Si chacune de ces démarches a suivi le Protocole NC-S, la mise en œuvre du Protocole a pris une forme très différente d’une démarche à l’autre. Concernant la co-construction de la recherche, les commanditaires ont parfois été associés à la conception de la méthodologie de recherche et à la collecte de données (p. ex. les orthophonistes sur le projet de linguistique ou l’association d’habitants sur le projet sur les jardins). Parfois, ils ont seulement pris part à la collecte de données (p. ex. les habitants du quartier informel près de Lisbonne sur le projet de morphodynamique du littoral). Parfois encore, la recherche a pris des formes non académiques, comme le projet sur l’entraide avec des habitants âgés et/ou en situation de handicap dans un quartier socialement défavorisé de Belfort : la recherche sur l’entraide a pris la forme de marches bimensuelles et d’ateliers d’écriture.

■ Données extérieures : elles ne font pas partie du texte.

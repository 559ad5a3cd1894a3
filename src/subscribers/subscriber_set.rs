//! # SubscriberSet: delivery of scene events to subscribers.
//!
//! A scene built with subscribers runs one forwarder ([`SubscriberSet::forward`])
//! beside its backend. The forwarder reads the scene bus and hands each event to
//! a bounded queue per subscriber; one worker per subscriber drains its queue
//! into [`Subscribe::on_event`].
//!
//! ```text
//! Bus ──► forward ─┬─► [queue A] ─► worker A ─► on_event()
//!                  └─► [queue B] ─► worker B ─► on_event()
//!
//! backend ended ─► drain the bus ─► close queues ─► join workers
//! ```
//!
//! ## Delivery
//! - Order is kept per subscriber, not across subscribers.
//! - A full or closed queue drops the event for that subscriber only. The set
//!   publishes `SubscriberOverflow` with the subscriber's running drop count.
//! - A forwarder that fell behind the bus reports the gap as `SubscriberOverflow`
//!   with reason `"lagged"` for every subscriber.
//! - A panic in `on_event` is published as `SubscriberPanicked` and the worker
//!   moves on to the next event.

use std::future::Future;
use std::panic::AssertUnwindSafe;
use std::sync::Arc;

use futures::FutureExt;
use tokio::sync::broadcast::{self, error::RecvError, error::TryRecvError};
use tokio::sync::mpsc::{self, error::TrySendError};
use tokio::task::JoinSet;

use super::Subscribe;
use crate::core::panic_info;
use crate::events::{Bus, Event};

struct Queue {
    name: &'static str,
    tx: mpsc::Sender<Arc<Event>>,
    dropped: usize,
}

/// Subscribers of one scene, each behind its own queue and worker task.
pub struct SubscriberSet {
    queues: Vec<Queue>,
    workers: JoinSet<()>,
    bus: Bus,
}

impl SubscriberSet {
    /// Spawns one worker per subscriber; drops and panics are reported on `bus`.
    #[must_use]
    pub fn new(subs: Vec<Arc<dyn Subscribe>>, bus: Bus) -> Self {
        let mut workers = JoinSet::new();
        let queues = subs
            .into_iter()
            .map(|sub| {
                let (tx, rx) = mpsc::channel(sub.queue_capacity().max(1));
                let name = sub.name();
                workers.spawn(deliver(sub, rx, bus.clone()));
                Queue {
                    name,
                    tx,
                    dropped: 0,
                }
            })
            .collect();

        Self {
            queues,
            workers,
            bus,
        }
    }

    /// True if the set has no subscribers.
    pub fn is_empty(&self) -> bool {
        self.queues.is_empty()
    }

    /// Queues `event` for every subscriber without waiting.
    ///
    /// Overflow events are never reported about themselves.
    pub fn emit(&mut self, event: &Event) {
        let report = !event.is_subscriber_overflow();
        let shared = Arc::new(event.clone());

        for q in &mut self.queues {
            let reason = match q.tx.try_send(Arc::clone(&shared)) {
                Ok(()) => continue,
                Err(TrySendError::Full(_)) => "full",
                Err(TrySendError::Closed(_)) => "closed",
            };
            q.dropped = q.dropped.saturating_add(1);
            if report {
                self.bus
                    .publish(Event::subscriber_overflow(q.name, reason).with_count(q.dropped));
            }
        }
    }

    /// Feeds `events` to the subscribers until `ended` resolves, then delivers
    /// what the bus still buffers and shuts the workers down.
    pub async fn forward(
        mut self,
        mut events: broadcast::Receiver<Event>,
        ended: impl Future<Output = ()>,
    ) {
        tokio::pin!(ended);
        loop {
            tokio::select! {
                biased;
                ev = events.recv() => match ev {
                    Ok(ev) => self.emit(&ev),
                    Err(RecvError::Lagged(missed)) => self.lagged(missed),
                    Err(RecvError::Closed) => break,
                },
                () = &mut ended => break,
            }
        }
        loop {
            match events.try_recv() {
                Ok(ev) => self.emit(&ev),
                Err(TryRecvError::Lagged(missed)) => self.lagged(missed),
                Err(TryRecvError::Empty | TryRecvError::Closed) => break,
            }
        }
        self.shutdown().await;
    }

    /// Closes every queue and waits until the workers handled what was queued.
    pub async fn shutdown(mut self) {
        self.queues.clear();
        while self.workers.join_next().await.is_some() {}
    }

    fn lagged(&mut self, missed: u64) {
        let missed = usize::try_from(missed).unwrap_or(usize::MAX);
        for q in &mut self.queues {
            q.dropped = q.dropped.saturating_add(missed);
            self.bus
                .publish(Event::subscriber_overflow(q.name, "lagged").with_count(q.dropped));
        }
    }
}

async fn deliver(sub: Arc<dyn Subscribe>, mut queue: mpsc::Receiver<Arc<Event>>, bus: Bus) {
    while let Some(ev) = queue.recv().await {
        let handled = AssertUnwindSafe(sub.on_event(&ev)).catch_unwind().await;
        if let Err(payload) = handled {
            bus.publish(Event::subscriber_panicked(sub.name(), panic_info(&*payload)));
        }
    }
}
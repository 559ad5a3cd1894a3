//! # Prop table owned by the backend.
//!
//! Only the backend task touches a [`PropTable`]; nothing here is synchronized.
//!
//! ## Rules
//! - Keys are unique; [`store`](PropTable::store) never overwrites.
//! - A prop's cleanup is an `FnOnce` consumed on removal, so it runs at most once.
//! - A cleanup that panics is reported as `CleanupFailed`, like one that returns an error.

use std::collections::HashMap;
use std::collections::hash_map::Entry;

use crate::core::envelope::Cleanup;
use crate::core::supervised::panic_info;
use crate::error::SceneError;

struct Prop<V> {
    value: V,
    cleanup: Option<Cleanup<V>>,
}

/// Outcome of cleaning up every remaining prop.
#[derive(Debug, Default)]
pub(crate) struct Teardown {
    /// Number of props removed.
    pub removed: usize,
    /// Every cleanup failure, in visitation order.
    pub failures: Vec<SceneError>,
}

impl Teardown {
    /// The first failure in visitation order, if any.
    pub fn first_failure(&self) -> Option<&SceneError> {
        self.failures.first()
    }
}

/// Map from key to prop.
pub(crate) struct PropTable<V> {
    props: HashMap<String, Prop<V>>,
}

impl<V> PropTable<V> {
    pub fn new() -> Self {
        Self {
            props: HashMap::new(),
        }
    }

    /// Inserts a new prop; fails if the key is present.
    pub fn store(
        &mut self,
        key: String,
        value: V,
        cleanup: Option<Cleanup<V>>,
    ) -> Result<(), SceneError> {
        match self.props.entry(key) {
            Entry::Occupied(e) => Err(SceneError::PropAlreadyExists {
                key: e.key().clone(),
            }),
            Entry::Vacant(e) => {
                e.insert(Prop { value, cleanup });
                Ok(())
            }
        }
    }

    /// Returns a copy of the value stored under `key`.
    pub fn fetch(&self, key: &str) -> Result<V, SceneError>
    where
        V: Clone,
    {
        self.props
            .get(key)
            .map(|prop| prop.value.clone())
            .ok_or_else(|| SceneError::PropNotFound {
                key: key.to_string(),
            })
    }

    /// Removes the prop under `key` and runs its cleanup.
    ///
    /// The entry is gone even when the cleanup fails; the value is then dropped
    /// and `CleanupFailed` returned instead.
    pub fn dispose(&mut self, key: &str) -> Result<V, SceneError> {
        let (key, prop) = self
            .props
            .remove_entry(key)
            .ok_or_else(|| SceneError::PropNotFound {
                key: key.to_string(),
            })?;
        run_cleanup(&key, prop)
    }

    /// Removes every prop, running all cleanups even after a failure.
    pub fn teardown(&mut self) -> Teardown {
        let mut report = Teardown::default();
        for (key, prop) in self.props.drain() {
            report.removed += 1;
            if let Err(e) = run_cleanup(&key, prop) {
                report.failures.push(e);
            }
        }
        report
    }

    pub fn len(&self) -> usize {
        self.props.len()
    }

    #[cfg(test)]
    pub fn is_empty(&self) -> bool {
        self.props.is_empty()
    }
}

fn run_cleanup<V>(key: &str, prop: Prop<V>) -> Result<V, SceneError> {
    let Prop { value, cleanup } = prop;
    let Some(cleanup) = cleanup else {
        return Ok(value);
    };
    let outcome = std::panic::catch_unwind(std::panic::AssertUnwindSafe(|| cleanup(key, &value)));
    match outcome {
        Ok(Ok(())) => Ok(value),
        Ok(Err(e)) => Err(SceneError::cleanup_failed(key, e)),
        Err(payload) => Err(SceneError::cleanup_failed(
            key,
            format!("cleanup panicked: {}", panic_info(&*payload)),
        )),
    }
}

Les collectifs de commanditaires ont eu une taille variable, allant de trois à une trentaine de personnes. Dans les collectifs de commanditaires « scolaires » (Montreux-Château et Molins de Rei, plusieurs « générations » de commanditaires se sont passé le relais). Les âges des commanditaires vont également de douze ans (Montreux-Château) à plus de quatre-vingts ans (Belfort). Les chercheurs commandités ont parfois travaillé seuls, en binôme avec un collègue, ou ont constitué une équipe de recherche incluant plusieurs collègues et étudiants. La plupart des rencontres entre commanditaires et chercheurs ont eu lieu « chez » les commanditaires, c’est-à-dire dans des établissements scolaires, dans des centres socioculturels, au domicile des commanditaires, dans des mairies, etc. Les fréquences des rencontres ont varié selon les projets et selon les étapes des projets : la plupart du temps les rencontres ont eu lieu tous les deux à quatre mois, mais ont parfois eu lieu une fois par semaine (sur un mois et demi) ou une fois par an. Enfin, les productions issues de ces démarches incluent bien entendu des publications scientifiques, mais également des formes non académiques (bande dessinée, vidéos, émissions de radio, livrets illustrés…). Le Protocole a ainsi permis d’ajuster les modalités de sa mise en œuvre à chaque collectif, tant en termes de lieux, de temporalité que de modalités de co-construction. Chaque démarche a ainsi été une rencontre, où des relations se sont tissées et ont constitué la base de projets de recherche qui ont pu durer plusieurs années.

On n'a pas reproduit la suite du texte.